WHAT IS NEEDED :: Each line in the entries that has the word "valid" has to be copied.

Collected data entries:

--- START ---

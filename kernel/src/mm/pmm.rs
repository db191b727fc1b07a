//! Physical page allocator
//!
//! A modified stack allocator: free physical memory is held as a stack of
//! contiguous runs `{base, pages}`. Single-page allocation pops off the top
//! run; multi-page allocation scans for the first run big enough and splits
//! it (or removes an exact fit). Freeing coalesces with the top run when
//! the page is adjacent on either side, otherwise pushes a new run.
//!
//! Failures return [`PMM_ALLOC_FAILED`], distinguishable from any valid
//! page address because real pages are page aligned. Callers must check.

use super::bootinfo::{MemoryMapEntry, MemoryMapEntryType};
use super::{PhysicalAddress, PAGE_ALIGN_MASK, PAGE_RELATIVE_MASK, PAGE_SIZE};
use crate::sync::SpinLock;

/// Sentinel returned when allocation fails. Never a valid page address.
pub const PMM_ALLOC_FAILED: u64 = 0xFF;

/// Maximum number of discontiguous runs the region can track.
pub const MAX_MEMORY_BLOCKS: usize = 256;

/// Whether an address returned by the allocator is the failure sentinel.
pub const fn is_alloc_failure(addr: u64) -> bool {
    addr & PAGE_RELATIVE_MASK != 0
}

/// One contiguous run of free physical pages.
#[derive(Debug, Clone, Copy)]
struct MemoryBlock {
    base: u64,
    pages: u64,
}

/// A region of managed physical memory: the run stack plus byte totals.
///
/// Invariants: runs are disjoint and page aligned; `free` equals the sum of
/// `pages * PAGE_SIZE` over all runs.
pub struct MemoryRegion {
    blocks: [MemoryBlock; MAX_MEMORY_BLOCKS],
    len: usize,
    size: u64,
    free: u64,
}

impl MemoryRegion {
    pub const fn empty() -> Self {
        Self {
            blocks: [MemoryBlock { base: 0, pages: 0 }; MAX_MEMORY_BLOCKS],
            len: 0,
            size: 0,
            free: 0,
        }
    }

    /// Build the region from the bootloader memory map. Only usable,
    /// bootloader-reclaimable, and (optionally) executable-and-modules
    /// entries are stacked; everything is clipped to page boundaries and to
    /// `managed_base`.
    pub fn from_memory_map(
        memmap: &[MemoryMapEntry],
        managed_base: u64,
        reclaim_exec_mods: bool,
    ) -> Self {
        let mut region = Self::empty();

        for entry in memmap {
            if entry.length == 0 {
                continue;
            }

            match entry.entry_type {
                MemoryMapEntryType::Usable | MemoryMapEntryType::BootloaderReclaimable => {}
                MemoryMapEntryType::ExecutableAndModules => {
                    if !reclaim_exec_mods {
                        log::debug!(
                            "pmm: ignoring executable/modules region at {:#x} (reclaim disabled)",
                            entry.base
                        );
                        continue;
                    }
                }
                _ => continue,
            }

            // Round the start up and the end down to page boundaries; the
            // bootloader only guarantees alignment for some entry types.
            let mut start = entry.base & PAGE_ALIGN_MASK;
            if entry.base > start {
                start += PAGE_SIZE;
            }
            let end = (entry.base + entry.length) & PAGE_ALIGN_MASK;

            // Clip anything below the managed base.
            let start = if start < managed_base {
                if end <= managed_base {
                    continue;
                }
                managed_base
            } else {
                start
            };

            if end <= start {
                continue;
            }

            let total_bytes = end - start;
            region.push_run(start, total_bytes / PAGE_SIZE);
            region.size += total_bytes;
            region.free += total_bytes;
        }

        region
    }

    fn push_run(&mut self, base: u64, pages: u64) {
        if self.len == MAX_MEMORY_BLOCKS {
            log::warn!(
                "pmm: run stack full, dropping {} pages at {:#x}",
                pages,
                base
            );
            self.free = self.free.saturating_sub(pages * PAGE_SIZE);
            return;
        }
        self.blocks[self.len] = MemoryBlock { base, pages };
        self.len += 1;
    }

    /// Total managed bytes.
    pub fn size(&self) -> u64 {
        self.size
    }

    /// Currently free bytes.
    pub fn free(&self) -> u64 {
        self.free
    }

    /// Allocate one page off the top run. Returns [`PMM_ALLOC_FAILED`] when
    /// the stack is empty.
    pub fn page_alloc(&mut self) -> u64 {
        if self.len == 0 {
            return PMM_ALLOC_FAILED;
        }

        self.free -= PAGE_SIZE;

        let top = &mut self.blocks[self.len - 1];
        let page = top.base;

        if top.pages > 1 {
            top.base += PAGE_SIZE;
            top.pages -= 1;
        } else {
            self.len -= 1;
        }

        page
    }

    /// Allocate `count` contiguous pages: first run with more than `count`
    /// pages is split, an exact fit is removed whole. Scans from the top of
    /// the stack downward.
    pub fn page_alloc_m(&mut self, count: u64) -> u64 {
        if self.len == 0 || count == 0 {
            return PMM_ALLOC_FAILED;
        }

        for i in (0..self.len).rev() {
            let block = self.blocks[i];

            if block.pages > count {
                let page = block.base;
                self.blocks[i].base += count * PAGE_SIZE;
                self.blocks[i].pages -= count;
                self.free -= count * PAGE_SIZE;
                return page;
            }

            if block.pages == count {
                let page = block.base;
                // Replace with the top run (if this isn't it), then pop.
                self.blocks[i] = self.blocks[self.len - 1];
                self.len -= 1;
                self.free -= count * PAGE_SIZE;
                return page;
            }
        }

        PMM_ALLOC_FAILED
    }

    /// Return one page. Unaligned addresses are a no-op. Adjacent pages
    /// coalesce into the top run; anything else pushes a new run.
    pub fn page_free(&mut self, page: u64) {
        if page & PAGE_RELATIVE_MASK != 0 {
            return;
        }

        self.free += PAGE_SIZE;

        if self.len > 0 {
            let top = &mut self.blocks[self.len - 1];

            if top.base == page + PAGE_SIZE {
                // Directly below the top run: extend downward.
                top.base = page;
                top.pages += 1;
                return;
            }

            if top.base + top.pages * PAGE_SIZE == page {
                // Directly above the top run: extend upward.
                top.pages += 1;
                return;
            }
        }

        self.push_run(page, 1);
    }

    /// Number of runs currently stacked.
    pub fn run_count(&self) -> usize {
        self.len
    }
}

/// The system physical region, built from the bootloader memory map at
/// boot. All mutation goes through the spinlock with interrupts disabled.
pub static PHYSICAL_REGION: SpinLock<MemoryRegion> = SpinLock::new(MemoryRegion::empty());

/// Initialise the global region from the boot memory map.
pub fn init(memmap: &[MemoryMapEntry], managed_base: u64, reclaim_exec_mods: bool) {
    let region = MemoryRegion::from_memory_map(memmap, managed_base, reclaim_exec_mods);
    log::info!(
        "pmm: managing {} KiB across {} runs",
        region.size() / 1024,
        region.run_count()
    );
    *PHYSICAL_REGION.lock() = region;
}

/// Allocate one page from the system region.
pub fn page_alloc() -> u64 {
    PHYSICAL_REGION.lock().page_alloc()
}

/// Allocate `count` contiguous pages from the system region.
pub fn page_alloc_m(count: u64) -> u64 {
    PHYSICAL_REGION.lock().page_alloc_m(count)
}

/// Free one page back to the system region.
pub fn page_free(page: u64) {
    PHYSICAL_REGION.lock().page_free(page)
}

/// Checked single-page allocation for Rust-side callers.
pub fn alloc_page_checked() -> Option<PhysicalAddress> {
    let page = page_alloc();
    if is_alloc_failure(page) {
        None
    } else {
        Some(PhysicalAddress::new(page))
    }
}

--- END ---

EXERCISE OUTPUT ::
//! Failures return [`PMM_ALLOC_FAILED`], distinguishable from any valid
/// Sentinel returned when allocation fails. Never a valid page address.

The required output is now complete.